[Records from a collection]
· · · · · · ·

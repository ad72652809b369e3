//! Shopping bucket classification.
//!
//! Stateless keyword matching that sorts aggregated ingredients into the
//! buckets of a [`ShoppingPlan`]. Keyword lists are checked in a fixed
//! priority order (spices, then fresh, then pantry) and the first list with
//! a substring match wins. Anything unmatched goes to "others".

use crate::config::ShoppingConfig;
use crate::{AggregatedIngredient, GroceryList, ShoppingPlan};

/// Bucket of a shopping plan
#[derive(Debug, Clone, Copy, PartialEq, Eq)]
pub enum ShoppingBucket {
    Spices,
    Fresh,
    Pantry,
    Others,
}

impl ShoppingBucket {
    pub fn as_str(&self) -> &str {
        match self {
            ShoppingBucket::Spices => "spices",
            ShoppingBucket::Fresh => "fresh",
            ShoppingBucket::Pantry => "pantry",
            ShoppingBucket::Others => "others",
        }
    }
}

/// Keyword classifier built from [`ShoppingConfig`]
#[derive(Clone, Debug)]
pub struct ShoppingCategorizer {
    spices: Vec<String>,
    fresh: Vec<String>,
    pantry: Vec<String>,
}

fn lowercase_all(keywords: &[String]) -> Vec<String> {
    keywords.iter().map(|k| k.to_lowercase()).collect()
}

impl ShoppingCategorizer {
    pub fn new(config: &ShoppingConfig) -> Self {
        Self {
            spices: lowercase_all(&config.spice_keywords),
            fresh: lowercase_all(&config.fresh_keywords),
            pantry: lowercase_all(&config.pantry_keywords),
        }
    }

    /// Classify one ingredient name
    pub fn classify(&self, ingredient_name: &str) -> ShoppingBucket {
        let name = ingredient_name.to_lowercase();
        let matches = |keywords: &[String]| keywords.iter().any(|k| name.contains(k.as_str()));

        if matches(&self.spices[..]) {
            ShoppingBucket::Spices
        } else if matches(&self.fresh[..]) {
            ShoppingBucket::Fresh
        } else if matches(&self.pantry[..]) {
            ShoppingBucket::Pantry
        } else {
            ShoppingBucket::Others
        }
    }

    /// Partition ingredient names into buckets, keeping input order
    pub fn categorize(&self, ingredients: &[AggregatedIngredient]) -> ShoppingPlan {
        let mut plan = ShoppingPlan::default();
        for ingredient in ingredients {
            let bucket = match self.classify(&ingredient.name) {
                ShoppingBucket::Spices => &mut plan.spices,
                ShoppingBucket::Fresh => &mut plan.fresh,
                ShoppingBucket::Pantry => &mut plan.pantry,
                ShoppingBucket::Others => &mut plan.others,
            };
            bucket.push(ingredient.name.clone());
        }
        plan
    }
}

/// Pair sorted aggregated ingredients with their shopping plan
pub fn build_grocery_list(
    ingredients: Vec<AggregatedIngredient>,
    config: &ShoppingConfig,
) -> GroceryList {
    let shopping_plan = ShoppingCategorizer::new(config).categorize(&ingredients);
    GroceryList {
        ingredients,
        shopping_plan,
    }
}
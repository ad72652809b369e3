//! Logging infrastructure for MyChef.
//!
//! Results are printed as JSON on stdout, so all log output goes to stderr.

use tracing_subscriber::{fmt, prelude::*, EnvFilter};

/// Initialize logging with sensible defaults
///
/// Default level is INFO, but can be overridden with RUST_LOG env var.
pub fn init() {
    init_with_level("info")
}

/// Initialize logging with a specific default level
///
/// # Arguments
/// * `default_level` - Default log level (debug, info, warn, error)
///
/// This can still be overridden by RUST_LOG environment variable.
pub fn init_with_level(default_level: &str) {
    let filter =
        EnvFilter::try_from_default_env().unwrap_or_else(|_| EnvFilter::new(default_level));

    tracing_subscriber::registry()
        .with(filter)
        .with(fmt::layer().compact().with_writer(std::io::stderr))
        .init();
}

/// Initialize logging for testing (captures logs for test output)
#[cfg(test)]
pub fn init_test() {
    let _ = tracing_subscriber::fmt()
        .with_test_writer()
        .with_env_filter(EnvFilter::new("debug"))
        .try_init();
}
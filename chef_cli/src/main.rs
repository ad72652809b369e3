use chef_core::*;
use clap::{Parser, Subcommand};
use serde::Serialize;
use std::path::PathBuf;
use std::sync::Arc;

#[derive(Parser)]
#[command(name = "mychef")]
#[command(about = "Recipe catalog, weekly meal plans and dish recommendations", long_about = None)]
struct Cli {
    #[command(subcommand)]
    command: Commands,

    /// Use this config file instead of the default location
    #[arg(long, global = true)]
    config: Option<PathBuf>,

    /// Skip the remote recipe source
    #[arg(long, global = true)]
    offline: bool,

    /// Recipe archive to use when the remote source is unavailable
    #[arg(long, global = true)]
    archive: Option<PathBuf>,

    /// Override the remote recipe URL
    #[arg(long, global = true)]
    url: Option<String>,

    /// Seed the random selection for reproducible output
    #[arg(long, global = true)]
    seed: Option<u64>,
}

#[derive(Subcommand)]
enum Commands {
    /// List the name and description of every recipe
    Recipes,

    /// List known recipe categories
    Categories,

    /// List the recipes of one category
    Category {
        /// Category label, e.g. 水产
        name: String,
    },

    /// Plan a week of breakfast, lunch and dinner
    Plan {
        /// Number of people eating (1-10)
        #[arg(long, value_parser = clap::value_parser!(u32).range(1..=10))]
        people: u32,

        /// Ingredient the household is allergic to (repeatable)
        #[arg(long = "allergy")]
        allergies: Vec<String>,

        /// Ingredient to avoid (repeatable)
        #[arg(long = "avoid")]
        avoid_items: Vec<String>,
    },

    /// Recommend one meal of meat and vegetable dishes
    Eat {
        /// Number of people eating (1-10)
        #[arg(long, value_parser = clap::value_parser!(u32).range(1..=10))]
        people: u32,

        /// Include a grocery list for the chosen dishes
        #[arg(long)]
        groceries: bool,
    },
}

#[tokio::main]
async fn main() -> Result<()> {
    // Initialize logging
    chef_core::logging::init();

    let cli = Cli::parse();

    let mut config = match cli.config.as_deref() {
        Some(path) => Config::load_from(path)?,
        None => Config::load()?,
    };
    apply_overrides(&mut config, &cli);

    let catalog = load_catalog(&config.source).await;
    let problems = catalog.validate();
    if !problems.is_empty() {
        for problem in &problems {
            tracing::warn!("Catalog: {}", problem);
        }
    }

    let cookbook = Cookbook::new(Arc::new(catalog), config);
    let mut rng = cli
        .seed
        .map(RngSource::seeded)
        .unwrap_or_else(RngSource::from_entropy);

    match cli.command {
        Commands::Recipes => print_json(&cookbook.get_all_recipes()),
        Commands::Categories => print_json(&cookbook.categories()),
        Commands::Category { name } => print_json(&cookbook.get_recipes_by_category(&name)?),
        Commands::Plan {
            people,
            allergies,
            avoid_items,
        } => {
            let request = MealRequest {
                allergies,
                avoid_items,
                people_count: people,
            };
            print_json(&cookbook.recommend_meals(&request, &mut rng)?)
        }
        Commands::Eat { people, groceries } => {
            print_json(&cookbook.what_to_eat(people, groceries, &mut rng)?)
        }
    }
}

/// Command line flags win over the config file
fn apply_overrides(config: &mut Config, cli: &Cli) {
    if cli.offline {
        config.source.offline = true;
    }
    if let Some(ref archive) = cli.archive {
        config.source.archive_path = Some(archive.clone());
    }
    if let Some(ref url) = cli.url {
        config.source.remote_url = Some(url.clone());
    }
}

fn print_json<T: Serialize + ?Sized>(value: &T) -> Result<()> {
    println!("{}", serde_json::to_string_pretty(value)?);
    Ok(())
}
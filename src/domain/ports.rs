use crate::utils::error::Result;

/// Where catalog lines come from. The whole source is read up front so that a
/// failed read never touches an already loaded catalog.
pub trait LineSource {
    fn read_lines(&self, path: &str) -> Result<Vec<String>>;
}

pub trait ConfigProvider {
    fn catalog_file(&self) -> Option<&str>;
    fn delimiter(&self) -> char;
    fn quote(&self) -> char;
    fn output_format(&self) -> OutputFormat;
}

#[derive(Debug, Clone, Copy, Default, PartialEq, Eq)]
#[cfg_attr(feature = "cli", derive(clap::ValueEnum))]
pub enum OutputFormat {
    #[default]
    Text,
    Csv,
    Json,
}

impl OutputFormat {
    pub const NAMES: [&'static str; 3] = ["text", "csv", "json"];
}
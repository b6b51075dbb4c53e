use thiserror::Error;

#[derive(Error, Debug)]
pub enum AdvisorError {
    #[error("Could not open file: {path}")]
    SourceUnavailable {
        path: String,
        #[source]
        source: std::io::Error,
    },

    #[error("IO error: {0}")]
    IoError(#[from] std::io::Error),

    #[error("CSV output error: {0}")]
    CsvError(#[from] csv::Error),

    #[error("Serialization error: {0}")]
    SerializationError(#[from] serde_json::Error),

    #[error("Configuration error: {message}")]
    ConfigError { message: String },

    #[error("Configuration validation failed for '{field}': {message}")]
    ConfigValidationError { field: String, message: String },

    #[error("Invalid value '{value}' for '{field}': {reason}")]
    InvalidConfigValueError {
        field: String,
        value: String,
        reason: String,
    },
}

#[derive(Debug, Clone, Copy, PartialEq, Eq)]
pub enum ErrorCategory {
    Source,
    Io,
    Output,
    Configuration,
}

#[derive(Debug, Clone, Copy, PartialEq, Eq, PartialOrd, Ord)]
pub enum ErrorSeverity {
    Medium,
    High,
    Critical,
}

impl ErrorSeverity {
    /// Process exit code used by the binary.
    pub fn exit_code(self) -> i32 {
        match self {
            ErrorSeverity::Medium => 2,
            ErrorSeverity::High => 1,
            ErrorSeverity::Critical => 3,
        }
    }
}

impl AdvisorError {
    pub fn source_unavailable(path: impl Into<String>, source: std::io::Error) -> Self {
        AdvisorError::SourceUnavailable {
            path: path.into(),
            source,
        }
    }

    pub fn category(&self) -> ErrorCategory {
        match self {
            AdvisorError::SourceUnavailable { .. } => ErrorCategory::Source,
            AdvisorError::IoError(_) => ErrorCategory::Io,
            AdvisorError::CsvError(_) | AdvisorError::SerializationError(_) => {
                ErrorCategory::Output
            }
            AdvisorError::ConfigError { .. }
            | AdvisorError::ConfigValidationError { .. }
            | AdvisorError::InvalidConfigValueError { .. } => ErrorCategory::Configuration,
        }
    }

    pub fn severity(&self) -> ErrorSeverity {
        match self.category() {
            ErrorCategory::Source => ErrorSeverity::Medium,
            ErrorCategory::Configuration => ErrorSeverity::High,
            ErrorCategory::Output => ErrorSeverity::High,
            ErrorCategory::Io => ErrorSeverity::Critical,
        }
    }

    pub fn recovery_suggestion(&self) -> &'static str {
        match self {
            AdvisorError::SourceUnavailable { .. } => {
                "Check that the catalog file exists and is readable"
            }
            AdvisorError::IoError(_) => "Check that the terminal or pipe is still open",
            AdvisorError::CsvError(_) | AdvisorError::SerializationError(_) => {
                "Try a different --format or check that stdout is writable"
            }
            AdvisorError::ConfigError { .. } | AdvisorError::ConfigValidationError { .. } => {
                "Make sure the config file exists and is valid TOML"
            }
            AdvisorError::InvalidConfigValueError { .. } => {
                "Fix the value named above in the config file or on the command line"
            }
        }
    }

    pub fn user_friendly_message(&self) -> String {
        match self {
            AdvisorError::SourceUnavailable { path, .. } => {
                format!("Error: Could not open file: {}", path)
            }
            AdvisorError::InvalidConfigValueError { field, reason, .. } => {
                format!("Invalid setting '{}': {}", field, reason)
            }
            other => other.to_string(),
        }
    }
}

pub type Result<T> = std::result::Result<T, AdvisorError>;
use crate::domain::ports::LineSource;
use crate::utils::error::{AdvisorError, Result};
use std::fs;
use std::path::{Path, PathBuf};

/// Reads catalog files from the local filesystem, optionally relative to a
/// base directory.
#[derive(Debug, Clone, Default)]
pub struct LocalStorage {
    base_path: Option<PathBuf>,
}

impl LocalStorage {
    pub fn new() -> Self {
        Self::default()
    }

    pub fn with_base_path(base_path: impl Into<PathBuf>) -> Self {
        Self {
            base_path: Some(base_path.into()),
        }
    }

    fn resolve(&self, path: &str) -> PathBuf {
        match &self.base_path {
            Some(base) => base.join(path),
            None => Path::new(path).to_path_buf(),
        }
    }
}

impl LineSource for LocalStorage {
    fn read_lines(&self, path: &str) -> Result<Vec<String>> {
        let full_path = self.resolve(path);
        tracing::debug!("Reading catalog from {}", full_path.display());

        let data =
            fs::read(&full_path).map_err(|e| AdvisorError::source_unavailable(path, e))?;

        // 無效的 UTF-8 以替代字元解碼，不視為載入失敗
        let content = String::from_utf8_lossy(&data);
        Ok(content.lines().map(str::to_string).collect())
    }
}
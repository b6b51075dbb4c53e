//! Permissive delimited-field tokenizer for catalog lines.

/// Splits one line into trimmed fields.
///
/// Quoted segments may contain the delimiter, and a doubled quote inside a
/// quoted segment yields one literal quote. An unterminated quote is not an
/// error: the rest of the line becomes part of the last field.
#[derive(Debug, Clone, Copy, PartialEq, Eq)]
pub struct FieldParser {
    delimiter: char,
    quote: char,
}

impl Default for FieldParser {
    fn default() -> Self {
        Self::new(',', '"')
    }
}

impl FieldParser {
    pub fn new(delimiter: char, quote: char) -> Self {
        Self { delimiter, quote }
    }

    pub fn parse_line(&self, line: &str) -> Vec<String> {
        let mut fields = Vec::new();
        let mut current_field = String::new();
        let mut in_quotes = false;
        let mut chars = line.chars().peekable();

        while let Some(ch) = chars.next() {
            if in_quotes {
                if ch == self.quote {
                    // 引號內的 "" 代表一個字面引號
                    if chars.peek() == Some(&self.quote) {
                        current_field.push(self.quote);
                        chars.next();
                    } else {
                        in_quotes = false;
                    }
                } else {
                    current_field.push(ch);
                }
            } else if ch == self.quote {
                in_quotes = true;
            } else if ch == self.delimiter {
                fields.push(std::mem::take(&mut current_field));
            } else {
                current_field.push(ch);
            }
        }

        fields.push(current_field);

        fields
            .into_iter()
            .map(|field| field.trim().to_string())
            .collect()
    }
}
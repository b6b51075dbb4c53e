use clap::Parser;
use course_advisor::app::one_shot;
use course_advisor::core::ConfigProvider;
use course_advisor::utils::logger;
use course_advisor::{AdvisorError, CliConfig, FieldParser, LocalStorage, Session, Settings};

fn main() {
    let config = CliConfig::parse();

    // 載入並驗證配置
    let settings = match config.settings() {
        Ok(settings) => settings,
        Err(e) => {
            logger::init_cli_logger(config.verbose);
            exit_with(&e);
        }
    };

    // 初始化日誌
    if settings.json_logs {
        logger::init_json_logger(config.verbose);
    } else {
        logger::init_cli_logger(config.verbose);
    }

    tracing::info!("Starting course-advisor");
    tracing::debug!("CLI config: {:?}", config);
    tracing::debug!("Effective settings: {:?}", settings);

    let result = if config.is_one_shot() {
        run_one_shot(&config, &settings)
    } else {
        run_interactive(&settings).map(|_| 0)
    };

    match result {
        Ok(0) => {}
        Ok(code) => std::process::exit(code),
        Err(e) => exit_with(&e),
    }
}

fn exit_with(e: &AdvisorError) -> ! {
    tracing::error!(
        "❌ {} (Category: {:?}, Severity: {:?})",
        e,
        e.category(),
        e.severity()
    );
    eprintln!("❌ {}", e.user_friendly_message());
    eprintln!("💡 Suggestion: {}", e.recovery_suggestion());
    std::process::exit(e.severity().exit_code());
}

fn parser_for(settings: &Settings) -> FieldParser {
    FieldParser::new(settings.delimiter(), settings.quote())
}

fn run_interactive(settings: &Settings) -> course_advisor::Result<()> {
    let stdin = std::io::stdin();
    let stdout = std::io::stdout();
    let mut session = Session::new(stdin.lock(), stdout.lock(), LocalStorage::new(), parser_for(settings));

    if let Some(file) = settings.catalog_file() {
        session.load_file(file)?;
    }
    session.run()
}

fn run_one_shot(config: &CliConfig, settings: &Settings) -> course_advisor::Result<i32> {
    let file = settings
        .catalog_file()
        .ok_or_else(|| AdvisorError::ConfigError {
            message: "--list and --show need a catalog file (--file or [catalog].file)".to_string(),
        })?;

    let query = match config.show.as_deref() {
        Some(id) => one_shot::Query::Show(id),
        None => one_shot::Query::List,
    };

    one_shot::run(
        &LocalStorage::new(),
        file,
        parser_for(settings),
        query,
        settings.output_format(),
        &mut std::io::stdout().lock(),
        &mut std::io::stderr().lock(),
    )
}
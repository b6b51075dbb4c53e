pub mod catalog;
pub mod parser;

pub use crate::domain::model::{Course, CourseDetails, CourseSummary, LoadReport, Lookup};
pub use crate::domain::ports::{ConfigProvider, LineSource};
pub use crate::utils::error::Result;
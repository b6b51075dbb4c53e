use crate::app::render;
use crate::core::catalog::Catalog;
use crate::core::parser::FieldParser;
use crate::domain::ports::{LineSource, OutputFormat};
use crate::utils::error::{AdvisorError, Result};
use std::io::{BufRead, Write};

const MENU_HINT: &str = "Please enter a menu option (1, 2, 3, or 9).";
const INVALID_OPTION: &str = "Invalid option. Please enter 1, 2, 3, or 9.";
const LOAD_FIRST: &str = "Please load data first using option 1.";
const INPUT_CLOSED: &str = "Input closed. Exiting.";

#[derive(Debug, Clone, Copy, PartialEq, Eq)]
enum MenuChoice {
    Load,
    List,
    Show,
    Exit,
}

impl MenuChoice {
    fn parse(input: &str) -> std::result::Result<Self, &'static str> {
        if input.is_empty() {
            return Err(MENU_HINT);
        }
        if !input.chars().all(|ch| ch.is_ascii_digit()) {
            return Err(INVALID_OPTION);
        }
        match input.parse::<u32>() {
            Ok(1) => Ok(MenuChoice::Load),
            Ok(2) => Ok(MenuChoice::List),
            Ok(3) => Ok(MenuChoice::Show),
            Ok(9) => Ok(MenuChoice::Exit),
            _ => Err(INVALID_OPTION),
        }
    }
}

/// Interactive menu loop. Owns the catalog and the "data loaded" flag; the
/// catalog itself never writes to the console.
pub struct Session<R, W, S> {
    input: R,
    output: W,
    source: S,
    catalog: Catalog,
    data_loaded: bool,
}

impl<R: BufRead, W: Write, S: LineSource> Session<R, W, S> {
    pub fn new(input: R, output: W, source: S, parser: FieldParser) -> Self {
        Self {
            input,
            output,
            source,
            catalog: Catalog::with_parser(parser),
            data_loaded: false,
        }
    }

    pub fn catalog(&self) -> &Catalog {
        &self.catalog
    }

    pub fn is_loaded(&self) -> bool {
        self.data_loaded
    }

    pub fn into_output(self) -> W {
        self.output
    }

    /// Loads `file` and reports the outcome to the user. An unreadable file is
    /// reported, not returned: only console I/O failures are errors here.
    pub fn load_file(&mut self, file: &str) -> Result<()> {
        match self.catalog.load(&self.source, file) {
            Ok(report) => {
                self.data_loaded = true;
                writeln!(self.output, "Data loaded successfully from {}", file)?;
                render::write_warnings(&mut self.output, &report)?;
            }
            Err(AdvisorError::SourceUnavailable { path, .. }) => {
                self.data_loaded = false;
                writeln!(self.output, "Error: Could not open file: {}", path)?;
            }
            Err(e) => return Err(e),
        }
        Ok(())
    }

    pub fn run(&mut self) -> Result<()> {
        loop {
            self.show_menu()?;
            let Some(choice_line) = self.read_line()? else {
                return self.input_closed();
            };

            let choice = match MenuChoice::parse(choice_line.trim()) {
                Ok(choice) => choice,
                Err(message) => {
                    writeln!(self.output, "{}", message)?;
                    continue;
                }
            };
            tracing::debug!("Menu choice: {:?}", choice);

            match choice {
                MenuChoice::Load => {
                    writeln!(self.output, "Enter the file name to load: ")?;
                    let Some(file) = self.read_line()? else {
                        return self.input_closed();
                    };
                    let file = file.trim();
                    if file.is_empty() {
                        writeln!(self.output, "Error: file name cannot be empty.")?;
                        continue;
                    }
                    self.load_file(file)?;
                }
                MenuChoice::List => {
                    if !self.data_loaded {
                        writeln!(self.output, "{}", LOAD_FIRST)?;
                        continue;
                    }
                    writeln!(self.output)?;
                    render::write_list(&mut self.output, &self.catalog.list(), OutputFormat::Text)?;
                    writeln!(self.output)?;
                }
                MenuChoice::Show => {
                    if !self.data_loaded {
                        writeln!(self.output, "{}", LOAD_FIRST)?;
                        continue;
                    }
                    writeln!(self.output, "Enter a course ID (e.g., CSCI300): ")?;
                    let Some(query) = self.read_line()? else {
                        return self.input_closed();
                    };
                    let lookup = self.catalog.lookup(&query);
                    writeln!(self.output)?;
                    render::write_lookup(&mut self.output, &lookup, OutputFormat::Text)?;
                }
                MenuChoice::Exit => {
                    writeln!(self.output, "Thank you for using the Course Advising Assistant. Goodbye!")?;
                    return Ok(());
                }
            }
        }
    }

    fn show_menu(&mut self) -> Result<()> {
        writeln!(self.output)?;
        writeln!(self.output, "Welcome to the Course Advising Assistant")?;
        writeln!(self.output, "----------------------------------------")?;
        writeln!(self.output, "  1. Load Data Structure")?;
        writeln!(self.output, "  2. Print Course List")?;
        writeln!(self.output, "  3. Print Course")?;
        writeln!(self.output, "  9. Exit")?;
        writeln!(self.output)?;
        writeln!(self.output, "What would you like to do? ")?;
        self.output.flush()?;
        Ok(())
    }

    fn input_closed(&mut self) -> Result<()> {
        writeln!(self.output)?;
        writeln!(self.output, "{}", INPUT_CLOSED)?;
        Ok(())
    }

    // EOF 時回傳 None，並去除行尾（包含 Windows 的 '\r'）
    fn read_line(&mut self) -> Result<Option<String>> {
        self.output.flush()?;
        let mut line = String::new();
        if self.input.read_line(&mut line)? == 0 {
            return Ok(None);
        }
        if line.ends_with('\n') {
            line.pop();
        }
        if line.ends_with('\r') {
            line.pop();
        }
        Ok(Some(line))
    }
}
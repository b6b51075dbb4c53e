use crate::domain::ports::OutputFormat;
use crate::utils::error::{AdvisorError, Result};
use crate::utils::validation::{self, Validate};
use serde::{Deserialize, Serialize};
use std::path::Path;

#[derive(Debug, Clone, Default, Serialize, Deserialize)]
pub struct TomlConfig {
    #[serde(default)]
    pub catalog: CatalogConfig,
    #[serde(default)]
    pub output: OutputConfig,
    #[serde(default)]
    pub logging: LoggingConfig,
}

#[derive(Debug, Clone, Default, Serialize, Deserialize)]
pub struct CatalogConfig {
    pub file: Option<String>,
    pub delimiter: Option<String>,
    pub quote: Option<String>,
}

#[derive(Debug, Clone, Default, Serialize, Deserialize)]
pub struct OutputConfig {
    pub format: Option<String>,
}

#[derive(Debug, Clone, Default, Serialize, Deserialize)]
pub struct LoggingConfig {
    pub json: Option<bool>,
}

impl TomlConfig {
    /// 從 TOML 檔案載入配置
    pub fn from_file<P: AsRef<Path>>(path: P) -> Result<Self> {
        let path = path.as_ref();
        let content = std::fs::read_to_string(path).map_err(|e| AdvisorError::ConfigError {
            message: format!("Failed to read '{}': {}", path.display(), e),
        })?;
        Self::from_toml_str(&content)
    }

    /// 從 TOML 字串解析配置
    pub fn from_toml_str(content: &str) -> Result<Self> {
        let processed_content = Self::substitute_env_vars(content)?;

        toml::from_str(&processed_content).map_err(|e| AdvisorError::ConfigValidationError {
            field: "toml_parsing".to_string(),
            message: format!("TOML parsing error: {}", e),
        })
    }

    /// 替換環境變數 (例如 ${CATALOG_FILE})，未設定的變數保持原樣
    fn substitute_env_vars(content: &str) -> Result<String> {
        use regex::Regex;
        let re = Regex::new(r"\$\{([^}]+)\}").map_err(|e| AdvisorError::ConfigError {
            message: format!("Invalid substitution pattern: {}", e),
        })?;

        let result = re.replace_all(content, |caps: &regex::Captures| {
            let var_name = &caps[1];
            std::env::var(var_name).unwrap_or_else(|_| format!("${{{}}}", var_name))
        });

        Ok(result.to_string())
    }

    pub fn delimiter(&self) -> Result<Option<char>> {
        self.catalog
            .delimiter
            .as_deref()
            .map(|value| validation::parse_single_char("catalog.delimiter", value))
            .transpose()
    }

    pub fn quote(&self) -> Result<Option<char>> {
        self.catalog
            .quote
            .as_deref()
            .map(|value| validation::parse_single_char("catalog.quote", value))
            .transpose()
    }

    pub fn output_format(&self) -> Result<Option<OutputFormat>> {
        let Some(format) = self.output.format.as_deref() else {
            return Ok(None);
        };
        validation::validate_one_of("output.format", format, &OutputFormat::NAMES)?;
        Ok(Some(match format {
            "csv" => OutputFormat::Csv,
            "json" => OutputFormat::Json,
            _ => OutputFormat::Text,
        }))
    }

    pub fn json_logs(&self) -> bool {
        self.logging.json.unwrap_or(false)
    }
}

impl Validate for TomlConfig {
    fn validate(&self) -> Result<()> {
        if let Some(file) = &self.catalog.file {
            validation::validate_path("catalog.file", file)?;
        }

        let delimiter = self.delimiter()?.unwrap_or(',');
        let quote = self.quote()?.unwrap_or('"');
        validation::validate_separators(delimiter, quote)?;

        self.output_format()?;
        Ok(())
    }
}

· · · · · · ·

Try it:
A single number is asked for: how many lines in the entries above hold the string "LocalStorage".

Solution to this problem:
6